A falta de manutenção não é a única culpada pelo aumento de buracos na rodovia. Os intensos períodos de chuva, conjugados com o tráfego intenso de caminhões, contribuíram para que as cavidades crescessem de tamanho. Há trechos, como no km 23 no sentido Capital-Litoral, em que o asfalto está descascado por mais de 10 metros, expondo as camadas inferiores da pavimentação. Em outros, como no km 21, a profundidade das fendas chega a cinco centímetros.
EGR ficaria responsável apenas pelo socorro
Os problemas da freeway vão além dos buracos: a necessidade de guincho segue a cargo dos motoristas, e o socorro médico cabe às prefeituras. Na tarde de quarta-feira, o motorista de aplicativo Fabrício Freitas da Silva, 32 anos, transportava passageiros quando a correia do seu carro arrebentou. Além de perder a corrida e de desembolsar R$ 100 para pagar um guincho particular, o que mais lhe incomodou foi o tempo de espera.

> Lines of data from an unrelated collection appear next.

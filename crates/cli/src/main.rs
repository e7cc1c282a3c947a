use anyhow::Context;
use clap::{Parser, Subcommand};
use report_core::{
    catalog, constants::CONFIG_PATH_ENV, load_session_file, render_session, resolve_config,
    BiopsyLocation, FileClipboard, FormField, ReportSession,
};
use std::path::PathBuf;
use tracing_subscriber::{layer::SubscriberExt, util::SubscriberInitExt, EnvFilter};

#[derive(Parser)]
#[command(name = "biopsy-report")]
#[command(about = "Endoscopic biopsy pathology report generator")]
struct Cli {
    /// YAML configuration file (falls back to BIOPSY_REPORT_CONFIG)
    #[arg(long, global = true)]
    config: Option<PathBuf>,

    #[command(subcommand)]
    command: Option<Commands>,
}

#[derive(Subcommand)]
enum Commands {
    /// Render the report for a session file
    Render {
        /// Session YAML file
        session: PathBuf,
        /// Highlight a field, as <biopsy number>:<field> (e.g. 2:hp)
        #[arg(long)]
        highlight: Option<String>,
        /// Show highlight markup in the printed report
        #[arg(long)]
        markup: bool,
        /// Also write the plain report text to this file
        #[arg(long)]
        out: Option<PathBuf>,
    },
    /// List sub-location, diagnosis and note options for a site
    Options {
        /// Biopsy site (esophagus, stomach, duodenum, ileum, colon)
        location: BiopsyLocation,
    },
    /// List the effective stain configuration
    Stains,
    /// Print a session file with fresh default records for the given sites
    Template {
        /// Biopsy sites in report order
        #[arg(required = true)]
        locations: Vec<BiopsyLocation>,
    },
}

fn main() -> anyhow::Result<()> {
    dotenvy::dotenv().ok();

    tracing_subscriber::registry()
        .with(log_filter(std::env::var("RUST_LOG").ok().as_deref()))
        .with(tracing_subscriber::fmt::layer().with_writer(std::io::stderr))
        .init();

    let cli = Cli::parse();

    let config_path = cli
        .config
        .or_else(|| std::env::var_os(CONFIG_PATH_ENV).map(PathBuf::from));
    let config = resolve_config(config_path.as_deref()).context("failed to load configuration")?;

    match cli.command {
        Some(Commands::Render {
            session,
            highlight,
            markup,
            out,
        }) => {
            let mut report_session = load_session_file(&session, &config)
                .with_context(|| format!("failed to load session {}", session.display()))?;

            if let Some(target) = highlight {
                focus_target(&mut report_session, &target)?;
            }

            let preview = report_session.preview();
            if markup {
                println!("{}", preview.display_text());
            } else {
                println!("{}", preview.clipboard_text());
            }

            if let Some(path) = out {
                preview
                    .copy_to(&mut FileClipboard::new(&path))
                    .with_context(|| format!("failed to write {}", path.display()))?;
                tracing::info!("wrote report to {}", path.display());
            }
        }
        Some(Commands::Options { location }) => {
            println!("Sub-locations:");
            for option in catalog::sub_location_options(location) {
                println!("  {option}");
            }
            println!("Diagnoses:");
            for option in catalog::diagnosis_options(location) {
                println!("  {option}");
            }
            println!("Notes:");
            for option in catalog::note_options(location) {
                println!("  {option}");
            }
        }
        Some(Commands::Stains) => {
            let mut any = false;
            for (location, entries) in config.stain_config().iter() {
                for (index, entry) in entries.iter().enumerate() {
                    any = true;
                    println!(
                        "{location} [{index}]: {} ({})",
                        entry.name, entry.description
                    );
                }
            }
            if !any {
                println!("No stains configured.");
            }
        }
        Some(Commands::Template { locations }) => {
            let mut report_session = ReportSession::new(&config);
            for location in locations {
                report_session.add(location);
            }
            print!("{}", render_session(&report_session)?);
        }
        None => {
            println!("Use 'biopsy-report --help' for commands");
        }
    }

    Ok(())
}

const DEFAULT_LOG_FILTER: &str = "biopsy_report=info,report_core=info";

/// Uses `RUST_LOG` as given, falling back to info for this binary and the core.
fn log_filter(rust_log: Option<&str>) -> EnvFilter {
    rust_log
        .and_then(|directives| EnvFilter::try_new(directives).ok())
        .unwrap_or_else(|| EnvFilter::new(DEFAULT_LOG_FILTER))
}

/// Focuses `<biopsy number>:<field>` in the session.
fn focus_target(session: &mut ReportSession, target: &str) -> anyhow::Result<()> {
    let (number, field) = target
        .split_once(':')
        .context("highlight must look like <biopsy number>:<field>")?;
    let number: usize = number
        .trim()
        .parse()
        .with_context(|| format!("invalid biopsy number '{number}'"))?;
    let field: FormField = field.parse().map_err(anyhow::Error::msg)?;

    let id = number
        .checked_sub(1)
        .and_then(|i| session.records().get(i))
        .map(|b| b.id)
        .with_context(|| format!("no biopsy number {number}"))?;
    session.focus(id, field);
    Ok(())
}

#[cfg(test)]
mod tests {
    use super::*;

    #[test]
    fn rust_log_directive_for_core_is_kept() {
        let filter = log_filter(Some("report_core=debug")).to_string();
        assert!(filter.contains("report_core=debug"), "{filter}");
        assert!(!filter.contains("report_core=info"), "{filter}");
    }

    #[test]
    fn missing_rust_log_falls_back_to_info() {
        let filter = log_filter(None).to_string();
        assert!(filter.contains("biopsy_report=info"), "{filter}");
        assert!(filter.contains("report_core=info"), "{filter}");
    }

    #[test]
    fn unparsable_rust_log_falls_back_to_info() {
        let filter = log_filter(Some("report_core=loudest")).to_string();
        assert!(filter.contains("report_core=info"), "{filter}");
    }

    #[test]
    fn highlight_target_must_name_a_field() {
        let config = report_core::ReportConfig::default();
        let mut session = ReportSession::new(&config);
        session.add(BiopsyLocation::Stomach);
        assert!(focus_target(&mut session, "1").is_err());
        assert!(focus_target(&mut session, "2:diagnosis").is_err());
        focus_target(&mut session, "1:diagnosis").expect("focus");
        assert!(session.focused().is_some());
    }
}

— Fiquei mais de meia hora tentando contatar guincho. Dei sorte quando um passou e parou aqui. Antigamente, a Concepa chegava em 15 minutos. Agora, a gente não paga pedágio, mas tem de contar com a sorte — pontua o morador de Alvorada.
Se os planos do governo federal derem certo, a rodovia será delegada à Empresa Gaúcha de Rodovias (EGR), que cobraria a cobrar pedágio. Com a arrecadação, bancaria os serviços de guincho e socorro médico. A manutenção da pista seria de responsabilidade da empresa já licitada pelo Dnit.
A informação é do chefe da Casa Civil, Eliseu Padilha, que é pressionado por prefeitos das oito cidades cortadas pela rodovia. Eles não querem permanecer com o serviço de ambulâncias:
— A negociação depende muito mais da EGR e do governo do Estado do que do Ministérios dos Transportes. Aqui, no governo federal, está tudo pronto.
Presidente da EGR, Nelson Lídio Nunes diz que a proposta foi cogitada, mas que a decisão cabe à Secretaria Estadual de Transportes. A pasta informa que "o governo está realizando a análise jurídica da proposta".
Por outro lado, a antiga concessionária segue tentando reassumir a via. Depois de liminar ter concedido à Concepa permissão para voltar a operar a freeway e a BR-116, o Tribunal Regional Federal da 1ª Região derrubou a decisão. A concessionária se manifestou à Justiça, voltando a alegar necessidade de prorrogação do contrato para obter "reequilíbrio contratual" por investimentos feitos.
A Concepa, porém, está no centro de suspeitas levantadas por órgãos de fiscalização. Um parecer da Agência Nacional de Transportes Terrestres (ANTT) indicou que a empresa teria maquiado trechos da freeway antes de fiscalização para mascarar problemas. Um relatório do Tribunal de Contas da União (TCU) indicou que a companhia teria tido lucro irregular de R$ 72,4 milhões durante um ano, no período de renovação do contrato após o fim da concessão. Isso porque as tarifas ficaram acima do valor de que deveria ser cobrado dos usuários.